Please set down every entry from the listing below, word for word.

_____

/// Rule 6: awards to the same supplier less than 30 days apart. One
/// finding per adjacent pair in award-date order.
pub fn rapid_successive_awards(
    records: &[ProcurementRecord],
    detected_date: OffsetDateTime,
) -> Vec<AgentFinding> {
    let mut findings = Vec::new();
    for (supplier, mut group) in by_supplier(records) {
        group.sort_by_key(|r| r.contract_award_date);
        for pair in group.windows(2) {
            let gap = (pair[1].contract_award_date - pair[0].contract_award_date).whole_days();
            if gap >= RAPID_AWARD_GAP_DAYS {
                continue;
            }
            findings.push(make_finding(
                RuleCode::RapidSuccessiveAwards,
                Severity::High,
                format!("Rapid successive awards to {}", supplier),
                format!(
                    "Contracts {} and {} awarded {} days apart",
                    pair[0].contract_number, pair[1].contract_number, gap
                ),
                pair,
                0.0,
                "Public Procurement Act, 2003 (Act 663), Part VI - conflict of interest and collusion safeguards",
                CONF_RAPID_AWARDS,
                detected_date,
            ));
        }
    }
    findings
}

/// Rule 7: records whose descriptions share a similarity key, awarded
/// within a 365-day window. One finding per group.
pub fn duplicate_procurement(
    records: &[ProcurementRecord],
    detector: &dyn SimilarityDetector,
    detected_date: OffsetDateTime,
) -> Vec<AgentFinding> {
    let mut groups: BTreeMap<String, Vec<&ProcurementRecord>> = BTreeMap::new();
    for record in records {
        if let Some(key) = detector.group_key(&record.description) {
            groups.entry(key).or_default().push(record);
        }
    }

    let mut findings = Vec::new();
    for (key, group) in groups {
        if group.len() < 2 {
            continue;
        }
        let earliest = group.iter().map(|r| r.contract_award_date).min().unwrap();
        let latest = group.iter().map(|r| r.contract_award_date).max().unwrap();
        if (latest - earliest).whole_days() >= DUPLICATE_WINDOW_DAYS {
            continue;
        }
        findings.push(make_finding(
            RuleCode::DuplicateProcurement,
            Severity::Medium,
            format!("Possible duplicate procurement: {}", key),
            format!(
                "{} contracts describing '{}' awarded within {} days of each other",
                group.len(),
                key,
                (latest - earliest).whole_days()
            ),
            &group,
            0.0,
            "Public Procurement Act, 2003 (Act 663), Section 21 - procurement planning and package integrity",
            CONF_DUPLICATE,
            detected_date,
        ));
    }
    findings
}
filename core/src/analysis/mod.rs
pub mod engine;
pub mod model;
pub mod recommendations;
pub mod risk_profile;
pub mod rules;
pub mod similarity;
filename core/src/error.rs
use thiserror::Error;

#[derive(Debug, Error)]
pub enum OversightError {
    #[error("invalid input: {0}")]
    InvalidInput(String),

    #[error("date error: {0}")]
    Date(String),

    #[error("io error: {0}")]
    Io(#[from] std::io::Error),

    #[error("json error: {0}")]
    Json(#[from] serde_json::Error),

    #[error("csv error: {0}")]
    Csv(#[from] csv::Error),
}

pub type OversightResult<T> = Result<T, OversightError>;
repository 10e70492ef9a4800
use super::model::{AgentFinding, Severity};
use crate::procurement::model::ProcurementRecord;
use serde::{Deserialize, Serialize};
use std::collections::{BTreeMap, BTreeSet};

/// Per-supplier aggregate over one analysis batch.
///
/// Keyed by the supplier name exactly as reported; no case,
/// whitespace, or alias normalization is applied, so the same firm
/// reported under two spellings produces two profiles. Known hazard,
/// carried from the reporting templates.
#[derive(Debug, Clone, Serialize, Deserialize)]
pub struct SupplierRiskProfile {
    pub supplier_name: String,
    /// 0-100 weighted accumulator, not a calibrated probability.
    pub risk_score: f64,
    pub risk_factors: Vec<String>,
    pub contract_count: usize,
    pub total_contract_value: f64,
    pub mean_compliance_score: f64,
    /// Titles of HIGH and CRITICAL findings touching this supplier.
    pub red_flags: Vec<String>,
    pub recommendations: Vec<String>,
}

const BASE_SCORE: f64 = 50.0;

fn severity_weight(severity: Severity) -> f64 {
    match severity {
        Severity::Critical => 25.0,
        Severity::High => 15.0,
        Severity::Medium => 10.0,
        Severity::Low => 5.0,
    }
}

fn tier_recommendations(score: f64) -> Vec<String> {
    let texts: &[&str] = if score >= 75.0 {
        &[
            "Suspend new awards to this supplier pending a due diligence review",
            "Escalate to the Public Procurement Authority for investigation",
        ]
    } else if score >= 60.0 {
        &[
            "Subject new awards to this supplier to enhanced pre-award checks",
            "Request updated beneficial ownership and tax clearance documents",
        ]
    } else if score >= 40.0 {
        &["Keep the supplier on the quarterly monitoring watchlist"]
    } else {
        &["Routine monitoring; no additional action required"]
    };
    texts.iter().map(|s| s.to_string()).collect()
}

/// Build profiles for every supplier in the batch. A finding counts
/// against a supplier when any of its affected records belongs to that
/// supplier's contracts.
pub fn build_profiles(
    records: &[ProcurementRecord],
    findings: &[AgentFinding],
) -> BTreeMap<String, SupplierRiskProfile> {
    let mut contracts: BTreeMap<&str, Vec<&ProcurementRecord>> = BTreeMap::new();
    let mut record_supplier: BTreeMap<&str, &str> = BTreeMap::new();
    for record in records {
        contracts
            .entry(record.supplier_name.as_str())
            .or_default()
            .push(record);
        record_supplier.insert(record.record_id.as_str(), record.supplier_name.as_str());
    }

    let mut profiles = BTreeMap::new();
    for (supplier, group) in contracts {
        let mut score = BASE_SCORE;
        let mut factors: BTreeSet<String> = BTreeSet::new();
        let mut red_flags = Vec::new();

        for finding in findings {
            let touches = finding
                .affected_records
                .iter()
                .any(|id| record_supplier.get(id.as_str()) == Some(&supplier));
            if !touches {
                continue;
            }
            score += severity_weight(finding.severity);
            factors.insert(finding.finding_type.as_str().to_string());
            if !finding.regulatory_breach.is_empty() {
                factors.insert(finding.regulatory_breach.clone());
            }
            if finding.severity >= Severity::High {
                red_flags.push(finding.title.clone());
            }
        }

        let mean_compliance =
            group.iter().map(|r| r.compliance_score).sum::<f64>() / group.len() as f64;
        score += (100.0 - mean_compliance) * 0.2;
        let score = score.clamp(0.0, 100.0);

        red_flags.sort();
        red_flags.dedup();

        profiles.insert(
            supplier.to_string(),
            SupplierRiskProfile {
                supplier_name: supplier.to_string(),
                risk_score: score,
                risk_factors: factors.into_iter().collect(),
                contract_count: group.len(),
                total_contract_value: group.iter().map(|r| r.actual_value).sum(),
                mean_compliance_score: mean_compliance,
                red_flags,
                recommendations: tier_recommendations(score),
            },
        );
    }
    profiles
}
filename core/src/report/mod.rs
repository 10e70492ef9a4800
pub mod render;
pub mod model;
pub mod parser;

_____

EXPECTED ANSWER
/// Rule 6: awards to the same supplier less than 30 days apart. One
/// finding per adjacent pair in award-date order.
pub fn rapid_successive_awards(
    records: &[ProcurementRecord],
    detected_date: OffsetDateTime,
) -> Vec<AgentFinding> {
    let mut findings = Vec::new();
    for (supplier, mut group) in by_supplier(records) {
        group.sort_by_key(|r| r.contract_award_date);
        for pair in group.windows(2) {
            let gap = (pair[1].contract_award_date - pair[0].contract_award_date).whole_days();
            if gap >= RAPID_AWARD_GAP_DAYS {
                continue;
            }
            findings.push(make_finding(
                RuleCode::RapidSuccessiveAwards,
                Severity::High,
                format!("Rapid successive awards to {}", supplier),
                format!(
                    "Contracts {} and {} awarded {} days apart",
                    pair[0].contract_number, pair[1].contract_number, gap
                ),
                pair,
                0.0,
                "Public Procurement Act, 2003 (Act 663), Part VI - conflict of interest and collusion safeguards",
                CONF_RAPID_AWARDS,
                detected_date,
            ));
        }
    }
    findings
}

/// Rule 7: records whose descriptions share a similarity key, awarded
/// within a 365-day window. One finding per group.
pub fn duplicate_procurement(
    records: &[ProcurementRecord],
    detector: &dyn SimilarityDetector,
    detected_date: OffsetDateTime,
) -> Vec<AgentFinding> {
    let mut groups: BTreeMap<String, Vec<&ProcurementRecord>> = BTreeMap::new();
    for record in records {
        if let Some(key) = detector.group_key(&record.description) {
            groups.entry(key).or_default().push(record);
        }
    }

    let mut findings = Vec::new();
    for (key, group) in groups {
        if group.len() < 2 {
            continue;
        }
        let earliest = group.iter().map(|r| r.contract_award_date).min().unwrap();
        let latest = group.iter().map(|r| r.contract_award_date).max().unwrap();
        if (latest - earliest).whole_days() >= DUPLICATE_WINDOW_DAYS {
            continue;
        }
        findings.push(make_finding(
            RuleCode::DuplicateProcurement,
            Severity::Medium,
            format!("Possible duplicate procurement: {}", key),
            format!(
                "{} contracts describing '{}' awarded within {} days of each other",
                group.len(),
                key,
                (latest - earliest).whole_days()
            ),
            &group,
            0.0,
            "Public Procurement Act, 2003 (Act 663), Section 21 - procurement planning and package integrity",
            CONF_DUPLICATE,
            detected_date,
        ));
    }
    findings
}
filename core/src/analysis/mod.rs
pub mod engine;
pub mod model;
pub mod recommendations;
pub mod risk_profile;
pub mod rules;
pub mod similarity;
filename core/src/error.rs
use thiserror::Error;

#[derive(Debug, Error)]
pub enum OversightError {
    #[error("invalid input: {0}")]
    InvalidInput(String),

    #[error("date error: {0}")]
    Date(String),

    #[error("io error: {0}")]
    Io(#[from] std::io::Error),

    #[error("json error: {0}")]
    Json(#[from] serde_json::Error),

    #[error("csv error: {0}")]
    Csv(#[from] csv::Error),
}

pub type OversightResult<T> = Result<T, OversightError>;
repository 10e70492ef9a4800
use super::model::{AgentFinding, Severity};
use crate::procurement::model::ProcurementRecord;
use serde::{Deserialize, Serialize};
use std::collections::{BTreeMap, BTreeSet};

/// Per-supplier aggregate over one analysis batch.
///
/// Keyed by the supplier name exactly as reported; no case,
/// whitespace, or alias normalization is applied, so the same firm
/// reported under two spellings produces two profiles. Known hazard,
/// carried from the reporting templates.
#[derive(Debug, Clone, Serialize, Deserialize)]
pub struct SupplierRiskProfile {
    pub supplier_name: String,
    /// 0-100 weighted accumulator, not a calibrated probability.
    pub risk_score: f64,
    pub risk_factors: Vec<String>,
    pub contract_count: usize,
    pub total_contract_value: f64,
    pub mean_compliance_score: f64,
    /// Titles of HIGH and CRITICAL findings touching this supplier.
    pub red_flags: Vec<String>,
    pub recommendations: Vec<String>,
}

const BASE_SCORE: f64 = 50.0;

fn severity_weight(severity: Severity) -> f64 {
    match severity {
        Severity::Critical => 25.0,
        Severity::High => 15.0,
        Severity::Medium => 10.0,
        Severity::Low => 5.0,
    }
}

fn tier_recommendations(score: f64) -> Vec<String> {
    let texts: &[&str] = if score >= 75.0 {
        &[
            "Suspend new awards to this supplier pending a due diligence review",
            "Escalate to the Public Procurement Authority for investigation",
        ]
    } else if score >= 60.0 {
        &[
            "Subject new awards to this supplier to enhanced pre-award checks",
            "Request updated beneficial ownership and tax clearance documents",
        ]
    } else if score >= 40.0 {
        &["Keep the supplier on the quarterly monitoring watchlist"]
    } else {
        &["Routine monitoring; no additional action required"]
    };
    texts.iter().map(|s| s.to_string()).collect()
}

/// Build profiles for every supplier in the batch. A finding counts
/// against a supplier when any of its affected records belongs to that
/// supplier's contracts.
pub fn build_profiles(
    records: &[ProcurementRecord],
    findings: &[AgentFinding],
) -> BTreeMap<String, SupplierRiskProfile> {
    let mut contracts: BTreeMap<&str, Vec<&ProcurementRecord>> = BTreeMap::new();
    let mut record_supplier: BTreeMap<&str, &str> = BTreeMap::new();
    for record in records {
        contracts
            .entry(record.supplier_name.as_str())
            .or_default()
            .push(record);
        record_supplier.insert(record.record_id.as_str(), record.supplier_name.as_str());
    }

    let mut profiles = BTreeMap::new();
    for (supplier, group) in contracts {
        let mut score = BASE_SCORE;
        let mut factors: BTreeSet<String> = BTreeSet::new();
        let mut red_flags = Vec::new();

        for finding in findings {
            let touches = finding
                .affected_records
                .iter()
                .any(|id| record_supplier.get(id.as_str()) == Some(&supplier));
            if !touches {
                continue;
            }
            score += severity_weight(finding.severity);
            factors.insert(finding.finding_type.as_str().to_string());
            if !finding.regulatory_breach.is_empty() {
                factors.insert(finding.regulatory_breach.clone());
            }
            if finding.severity >= Severity::High {
                red_flags.push(finding.title.clone());
            }
        }

        let mean_compliance =
            group.iter().map(|r| r.compliance_score).sum::<f64>() / group.len() as f64;
        score += (100.0 - mean_compliance) * 0.2;
        let score = score.clamp(0.0, 100.0);

        red_flags.sort();
        red_flags.dedup();

        profiles.insert(
            supplier.to_string(),
            SupplierRiskProfile {
                supplier_name: supplier.to_string(),
                risk_score: score,
                risk_factors: factors.into_iter().collect(),
                contract_count: group.len(),
                total_contract_value: group.iter().map(|r| r.actual_value).sum(),
                mean_compliance_score: mean_compliance,
                red_flags,
                recommendations: tier_recommendations(score),
            },
        );
    }
    profiles
}
filename core/src/report/mod.rs
repository 10e70492ef9a4800
pub mod render;
pub mod model;
pub mod parser;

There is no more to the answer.